From POS to price changes
Also spending more this year to use the Web to integrate suppliers and customers more tightly into his company's core back-end systems is Bud Mathaisel, CIO at electronics manufacturer Solectron. Mathaisel has seen his IT budget double this year to support those e-business initiatives. And, as a result, he's seen top management's expectations rise. "The board is leaning heavily on us to go even faster, " Mathaisel said.
For starters, Solectron will continue to invest in foundation systems like ERP by integrating them with Web-based electronic ordering systems. Another effort involves working with partners to codify the information flow, making sure suppliers know what and where everything is. Like Eastman, Solectron is investing in B2B middleware that will allow customers to tap into Solectron's back-end systems to track everything from a purchase order to a price change.

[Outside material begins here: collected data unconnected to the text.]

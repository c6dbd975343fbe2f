use crate::content::http_client;
use crate::error::{Result, SourceError};
use crate::result::RawEntity;
use async_trait::async_trait;
use reqwest::Client;
use serde::{Deserialize, Serialize};
use std::time::Duration;
use tracing::debug;
use url::Url;

/// Black-box named-entity recognition service.
#[async_trait]
pub trait NerService: Send + Sync {
    fn name(&self) -> &str;

    async fn extract(&self, text: &str, domain: &str) -> Result<Vec<RawEntity>>;
}

pub struct HttpNerService {
    name: String,
    client: Client,
    endpoint: String,
    api_key: Option<String>,
}

#[derive(Serialize)]
struct NerRequest<'a> {
    text: &'a str,
    domain: &'a str,
}

#[derive(Deserialize)]
struct NerResponse {
    #[serde(default)]
    entities: Vec<RawEntity>,
}

impl HttpNerService {
    pub fn new(name: impl Into<String>, endpoint: &str, timeout: Duration) -> Result<Self> {
        Url::parse(endpoint).map_err(|e| SourceError::InvalidUrl(format!("{}: {}", endpoint, e)))?;
        Ok(Self {
            name: name.into(),
            client: http_client(timeout)?,
            endpoint: endpoint.to_string(),
            api_key: None,
        })
    }

    pub fn with_api_key(mut self, api_key: Option<String>) -> Self {
        self.api_key = api_key;
        self
    }
}

#[async_trait]
impl NerService for HttpNerService {
    fn name(&self) -> &str {
        &self.name
    }

    async fn extract(&self, text: &str, domain: &str) -> Result<Vec<RawEntity>> {
        debug!("{} extracting entities for {} ({} bytes)", self.name, domain, text.len());

        let mut request = self
            .client
            .post(&self.endpoint)
            .json(&NerRequest { text, domain });
        if let Some(ref key) = self.api_key {
            request = request.bearer_auth(key);
        }

        let response = request.send().await?;
        let status = response.status();
        if !status.is_success() {
            return Err(SourceError::Status {
                endpoint: self.name.clone(),
                status: status.as_u16(),
            });
        }

        let body = response.text().await?;
        let parsed: NerResponse = serde_json::from_str(&body)?;
        Ok(parsed.entities)
    }
}

#[cfg(test)]
mod tests {
    use super::*;
    use crate::result::EntityKind;
    use wiremock::{
        Mock, MockServer, ResponseTemplate,
        matchers::{body_partial_json, method, path},
    };

    #[tokio::test]
    async fn test_extract_posts_text_and_domain() {
        let mock_server = MockServer::start().await;

        Mock::given(method("POST"))
            .and(path("/ner"))
            .and(body_partial_json(serde_json::json!({"domain": "example.com"})))
            .respond_with(ResponseTemplate::new(200).set_body_string(
                r#"{"entities":[
                    {"name":"Alice Smith","type":"PERSON","confidence":0.93},
                    {"name":"Acme Corp","type":"ORG","confidence":0.81},
                    {"name":"Minneapolis","type":"GPE","confidence":0.99}
                ]}"#,
            ))
            .mount(&mock_server)
            .await;

        let ner = HttpNerService::new(
            "ner",
            &format!("{}/ner", mock_server.uri()),
            Duration::from_secs(5),
        )
        .unwrap();
        let entities = ner
            .extract("Alice Smith founded Acme Corp.", "example.com")
            .await
            .unwrap();

        assert_eq!(entities.len(), 3);
        assert_eq!(entities[0].kind(), Some(EntityKind::Person));
        assert_eq!(entities[1].kind(), Some(EntityKind::Organization));
        assert_eq!(entities[2].kind(), None);
    }

    #[tokio::test]
    async fn test_extract_failure_status() {
        let mock_server = MockServer::start().await;

        Mock::given(method("POST"))
            .respond_with(ResponseTemplate::new(500))
            .mount(&mock_server)
            .await;

        let ner = HttpNerService::new("ner", &mock_server.uri(), Duration::from_secs(5)).unwrap();
        assert!(ner.extract("text", "example.com").await.is_err());
    }
}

Solectron is also counting on B2B e-marketplaces to facilitate information flow with its suppliers and customers. The company is pouring major investments into working with two large vertical-industry exchangesââ,¬"contract manufacturing exchange Converge and electronics industry exchange e2Open.com. Among other things, Mathaisel is working to help those e-marketplaces produce standards, such as the Extensible Market Language variant RosettaNet, to allow everyone to do business more easily.
But looking at spending isn't the only way to gauge a company's ongoing commitment to e-business. Besides increasing their budgets, enterprises are restructuring organisations and processes to support e-business today and tomorrow. Mathaisel, for example, has turned to a portfolio approach to manage the rapidly expanding list of e-business initiatives under his watch. In addition, Eastman recently integrated e-business responsibility directly into each of its core business units. That way, Buehler said, e-business will continue to be considered a mainstream part of the enterprise.